In fourth place was Warner Bros.' "Argo." The Ben Affleck Iran hostage political thriller in its fifth week of release, took in $6.7 million from 2,763 screens. Its overall domestic gross is $80 million. Its production budget was $44.5 million.
"Lincoln," a front-runner in the Academy Awards Best Picture race, got off to a fast start at the box office this weekend, bringing in $900,000 from just 11 screens in its first three days of release.
That's an average of $81,818 per-screen for the Steven Spielberg-directed biopic, making it the year's third-largest limited debut. This year's best limited was September's $145,949 per-screen average from five screens for the Weinstein Company's Scientology-inspired film "The Master."

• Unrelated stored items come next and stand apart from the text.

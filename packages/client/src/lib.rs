//! Terminal client for the Tsuyaku relay.
//!
//! Joins a room over WebSocket, sends lines typed at the prompt and shows every
//! incoming message in the reader's own language next to the original.

mod domain;
mod error;
mod formatter;
mod room;
mod runner;
mod session;
mod ui;

pub use error::ClientError;
pub use runner::{ClientSettings, run_client};
//! クライアント接続の状態遷移
//!
//! `Connecting → Connected → (Active ⇄ Idle) → Disconnected`
//!
//! Active / Idle はタイピング表示のためだけの区別で、どちらの状態でも
//! チャットメッセージは同じように受け付ける。Disconnected は終端。

/// 接続の状態
#[derive(Debug, Clone, Copy, PartialEq, Eq)]
pub enum ConnectionState {
    /// ハンドシェイク中（クエリパラメータ検証前）
    Connecting,
    /// 参加完了直後
    Connected,
    /// タイピング中
    Active,
    /// タイピングしていない
    Idle,
    /// 切断済み（終端）
    Disconnected,
}

/// 状態遷移のきっかけ
#[derive(Debug, Clone, Copy, PartialEq, Eq)]
pub enum ConnectionEvent {
    HandshakeAccepted,
    HandshakeRejected,
    Typing(bool),
    MessageSent,
    Closed,
}

impl ConnectionState {
    /// 次の状態を返す
    ///
    /// 意味を持たないイベントでは状態は変わらない。
    pub fn next(self, event: ConnectionEvent) -> ConnectionState {
        use ConnectionEvent as E;
        use ConnectionState as S;

        match (self, event) {
            (S::Disconnected, _) => S::Disconnected,
            (_, E::Closed) => S::Disconnected,
            (S::Connecting, E::HandshakeAccepted) => S::Connected,
            (S::Connecting, E::HandshakeRejected) => S::Disconnected,
            (S::Connecting, _) => S::Connecting,
            (_, E::Typing(true)) => S::Active,
            (_, E::Typing(false)) => S::Idle,
            // 送信した時点でタイピングは終わっている
            (S::Active, E::MessageSent) => S::Idle,
            (S::Connected, E::MessageSent) => S::Idle,
            (state, _) => state,
        }
    }

    /// チャットメッセージ・タイピングを受け付ける状態か
    pub fn accepts_events(self) -> bool {
        matches!(
            self,
            ConnectionState::Connected | ConnectionState::Active | ConnectionState::Idle
        )
    }

    pub fn is_typing(self) -> bool {
        self == ConnectionState::Active
    }
}

#[cfg(test)]
mod tests {
    use super::*;

    #[test]
    fn test_handshake_accepted_moves_to_connected() {
        // テスト項目: ハンドシェイク成功で Connected に遷移する
        // given (前提条件):
        let state = ConnectionState::Connecting;

        // when (操作):
        let next = state.next(ConnectionEvent::HandshakeAccepted);

        // then (期待する結果):
        assert_eq!(next, ConnectionState::Connected);
        assert!(next.accepts_events());
    }

    #[test]
    fn test_handshake_rejected_is_terminal() {
        // テスト項目: ハンドシェイク失敗で Disconnected に遷移し、以降は変化しない
        // given (前提条件):
        let state = ConnectionState::Connecting;

        // when (操作):
        let rejected = state.next(ConnectionEvent::HandshakeRejected);
        let after = rejected.next(ConnectionEvent::HandshakeAccepted);

        // then (期待する結果):
        assert_eq!(rejected, ConnectionState::Disconnected);
        assert_eq!(after, ConnectionState::Disconnected);
        assert!(!after.accepts_events());
    }

    #[test]
    fn test_typing_toggles_between_active_and_idle() {
        // テスト項目: タイピングイベントで Active と Idle を行き来する
        // given (前提条件):
        let state = ConnectionState::Connected;

        // when (操作):
        let active = state.next(ConnectionEvent::Typing(true));
        let idle = active.next(ConnectionEvent::Typing(false));
        let active_again = idle.next(ConnectionEvent::Typing(true));

        // then (期待する結果):
        assert_eq!(active, ConnectionState::Active);
        assert!(active.is_typing());
        assert_eq!(idle, ConnectionState::Idle);
        assert_eq!(active_again, ConnectionState::Active);
    }

    #[test]
    fn test_message_sent_while_typing_becomes_idle() {
        // テスト項目: タイピング中にメッセージを送ると Idle になる
        // given (前提条件):
        let state = ConnectionState::Active;

        // when (操作):
        let next = state.next(ConnectionEvent::MessageSent);

        // then (期待する結果):
        assert_eq!(next, ConnectionState::Idle);
    }

    #[test]
    fn test_close_from_any_live_state_disconnects() {
        // テスト項目: どの状態からでも Closed で Disconnected になる
        // given (前提条件):
        let states = [
            ConnectionState::Connecting,
            ConnectionState::Connected,
            ConnectionState::Active,
            ConnectionState::Idle,
        ];

        // when (操作) / then (期待する結果):
        for state in states {
            assert_eq!(
                state.next(ConnectionEvent::Closed),
                ConnectionState::Disconnected
            );
        }
    }

    #[test]
    fn test_events_before_handshake_are_ignored() {
        // テスト項目: ハンドシェイク前のタイピング・送信イベントは無視される
        // given (前提条件):
        let state = ConnectionState::Connecting;

        // when (操作):
        let after_typing = state.next(ConnectionEvent::Typing(true));
        let after_message = state.next(ConnectionEvent::MessageSent);

        // then (期待する結果):
        assert_eq!(after_typing, ConnectionState::Connecting);
        assert_eq!(after_message, ConnectionState::Connecting);
    }
}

"Moonrise Kingdom," Wes Anderson's quirky 1960s tale of tween love, rolled up a per-location average of $130,752 while playing in four theaters over Memorial Day weekend earlier this year.
Disney, which is distributing "Lincoln" in North America, had it playing in several key theaters in Los Angeles and New York, and also in Chicago, Washington D.C., Boston, San Francisco and Seattle. The impressive debut adds to the film's Oscar momentum and sets up next week, when Disney plans to open it nationwide.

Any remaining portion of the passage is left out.